Open Season Exchange 2023: Kevin Moss of Consumers’ Checkbook on what you need to know about FEHB plans in 2024

Don’t just roll over your plan, says Kevin Moss, who researches FEHB plans for Consumers’ Checkbook. “It’s quite possible that you’re overpaying versu...

If you want a reliable source of accurate information, turn to an encyclopedia. For information on the upcoming year’s Federal Employee Health Benefits Plan options, we found a human encyclopedia: Kevin Moss, editor of the Consumers’ Checkbook Guide to Health Plans for Federal Employees 2024.

During Federal News Network’s 2024 Open Season Exchange, Moss detailed what working and retired federal employees can expect as this year’s open season gets underway.

First off, Moss said, don’t pay attention to threats of a lapse in appropriations or the concerns about possible government shutdowns. Open season and health insurance itself will continue irrespective of what happens on the political front.
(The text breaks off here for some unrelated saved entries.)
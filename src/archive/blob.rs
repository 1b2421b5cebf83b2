//! archive/blob: range reads against the storage that hosts an archive.
//!
//! Backends:
//! - FileBlob: local file; every read opens its own handle, so concurrent
//!   readers never share a cursor.
//! - HttpBlob: HTTP(S) object store / CDN via `Range: bytes=a-b` requests
//!   (blocking reqwest client, one per archive).
//!
//! Locators: `http://…`, `https://…`, `file://…` or a plain filesystem path.

use std::fmt;
use std::fs::OpenOptions;
use std::io::{Read, Seek, SeekFrom};
use std::path::{Path, PathBuf};
use std::sync::Arc;
use std::time::Duration;

use log::{debug, warn};
use reqwest::blocking::Client;
use reqwest::header::RANGE;
use reqwest::StatusCode;
use url::Url;

use crate::config::KvTilesConfig;
use crate::error::{BlobError, OpenError};
use crate::metrics::record_range_read;

pub trait BlobSource: Send + Sync + fmt::Debug {
    /// Read up to `max_len` bytes at `offset`. Fewer bytes only at end of blob.
    fn read_upto(
        &self,
        offset: u64,
        max_len: u64,
        timeout: Option<Duration>,
    ) -> Result<Vec<u8>, BlobError>;

    /// Human-readable location for logs.
    fn describe(&self) -> String;

    /// Read exactly `length` bytes at `offset`.
    fn read_range(
        &self,
        offset: u64,
        length: u64,
        timeout: Option<Duration>,
    ) -> Result<Vec<u8>, BlobError> {
        let buf = self.read_upto(offset, length, timeout)?;
        if (buf.len() as u64) != length {
            return Err(BlobError::ShortRead {
                offset,
                wanted: length,
                got: buf.len() as u64,
            });
        }
        Ok(buf)
    }
}

/// Resolve a locator into a blob backend.
pub fn open_blob(locator: &str, cfg: &KvTilesConfig) -> Result<Arc<dyn BlobSource>, OpenError> {
    let lower = locator.to_ascii_lowercase();
    if lower.starts_with("http://") || lower.starts_with("https://") {
        let url = Url::parse(locator).map_err(|_| OpenError::Locator(locator.to_string()))?;
        return Ok(Arc::new(HttpBlob::new(url, cfg.http_timeout())?));
    }
    if lower.starts_with("file://") {
        let url = Url::parse(locator).map_err(|_| OpenError::Locator(locator.to_string()))?;
        let path = url
            .to_file_path()
            .map_err(|_| OpenError::Locator(locator.to_string()))?;
        return Ok(Arc::new(FileBlob::open(&path)?));
    }
    Ok(Arc::new(FileBlob::open(Path::new(locator))?))
}

// ---------------------------------------------------------------------------
// FileBlob
// ---------------------------------------------------------------------------

#[derive(Debug)]
pub struct FileBlob {
    path: PathBuf,
}

impl FileBlob {
    pub fn open(path: &Path) -> Result<Self, OpenError> {
        let md = std::fs::metadata(path).map_err(|source| OpenError::Io {
            path: path.to_path_buf(),
            source,
        })?;
        if !md.is_file() {
            return Err(OpenError::Locator(path.display().to_string()));
        }
        Ok(Self {
            path: path.to_path_buf(),
        })
    }
}

impl BlobSource for FileBlob {
    fn read_upto(
        &self,
        offset: u64,
        max_len: u64,
        _timeout: Option<Duration>,
    ) -> Result<Vec<u8>, BlobError> {
        let io_err = |source| BlobError::Io {
            path: self.path.clone(),
            source,
        };
        let mut f = OpenOptions::new().read(true).open(&self.path).map_err(io_err)?;
        f.seek(SeekFrom::Start(offset)).map_err(io_err)?;
        let mut buf = Vec::with_capacity(max_len.min(1 << 20) as usize);
        f.take(max_len).read_to_end(&mut buf).map_err(io_err)?;
        record_range_read(buf.len());
        Ok(buf)
    }

    fn describe(&self) -> String {
        self.path.display().to_string()
    }
}

// ---------------------------------------------------------------------------
// HttpBlob
// ---------------------------------------------------------------------------

pub struct HttpBlob {
    url: Url,
    client: Client,
}

impl fmt::Debug for HttpBlob {
    fn fmt(&self, f: &mut fmt::Formatter<'_>) -> fmt::Result {
        f.debug_struct("HttpBlob").field("url", &self.url.as_str()).finish()
    }
}

impl HttpBlob {
    pub fn new(url: Url, timeout: Duration) -> Result<Self, OpenError> {
        let client = Client::builder()
            .timeout(timeout)
            .build()
            .map_err(|source| {
                OpenError::Blob(BlobError::Request {
                    url: url.to_string(),
                    source,
                })
            })?;
        Ok(Self { url, client })
    }
}

impl BlobSource for HttpBlob {
    fn read_upto(
        &self,
        offset: u64,
        max_len: u64,
        timeout: Option<Duration>,
    ) -> Result<Vec<u8>, BlobError> {
        if max_len == 0 {
            return Ok(Vec::new());
        }
        let last = offset
            .checked_add(max_len - 1)
            .ok_or(BlobError::Range {
                offset,
                length: max_len,
            })?;
        let range = format!("bytes={}-{}", offset, last);
        debug!("range request: {} Range: {}", self.url, range);

        let mut req = self.client.get(self.url.clone()).header(RANGE, range);
        if let Some(t) = timeout {
            req = req.timeout(t);
        }
        let resp = req.send().map_err(|e| self.request_error(e))?;

        let status = resp.status();
        let body = match status {
            StatusCode::PARTIAL_CONTENT => resp.bytes().map_err(|e| self.request_error(e))?.to_vec(),
            StatusCode::OK => {
                // server ignored Range: cut the window out of the full body
                warn!("{}: server returned full content (200), range requests not supported", self.url);
                let all = resp.bytes().map_err(|e| self.request_error(e))?;
                let start = (offset as usize).min(all.len());
                let end = (offset.saturating_add(max_len) as usize).min(all.len());
                all[start..end].to_vec()
            }
            StatusCode::RANGE_NOT_SATISFIABLE => Vec::new(),
            other => {
                return Err(BlobError::Http {
                    url: self.url.to_string(),
                    status: other.as_u16(),
                })
            }
        };
        record_range_read(body.len());
        Ok(body)
    }

    fn describe(&self) -> String {
        self.url.to_string()
    }
}

impl HttpBlob {
    fn request_error(&self, e: reqwest::Error) -> BlobError {
        if e.is_timeout() {
            BlobError::TimedOut
        } else {
            BlobError::Request {
                url: self.url.to_string(),
                source: e,
            }
        }
    }
}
The FEHB process “will all happen as it normally does,” he said. “Make sure you go through your agency and follow your agency’s instructions in terms of signing up for your health plan. And worst case scenario, even if there is an interruption, you would just keep your same health plan next year. That’s how FEHB works.”

Moss detailed how premiums will change next year. On average, they’ll rise 7.7%, a solid jump, but at least lower than last year’s average rise of 8.7%.

How come?

“When the Office of Personnel Management was talking about these premium increases, they were referencing higher prescription drug usage and higher outpatient care as reasons why these premiums went up,” Moss said. He said private industry health care insurance will also go up next year by around 7%.

Disappearing FEHB plans in 2024

Federal employees and annuitants will have fewer plans to choose from for next year, Moss said. Last year, the FEHB program had 271 plans. That dropped to 156 this year. The main reason is that Humana, which offered plans via health maintenance organizations in Florida, Texas and across the Midwest, dropped out of the program. Ditto for the Indiana University Health Plan.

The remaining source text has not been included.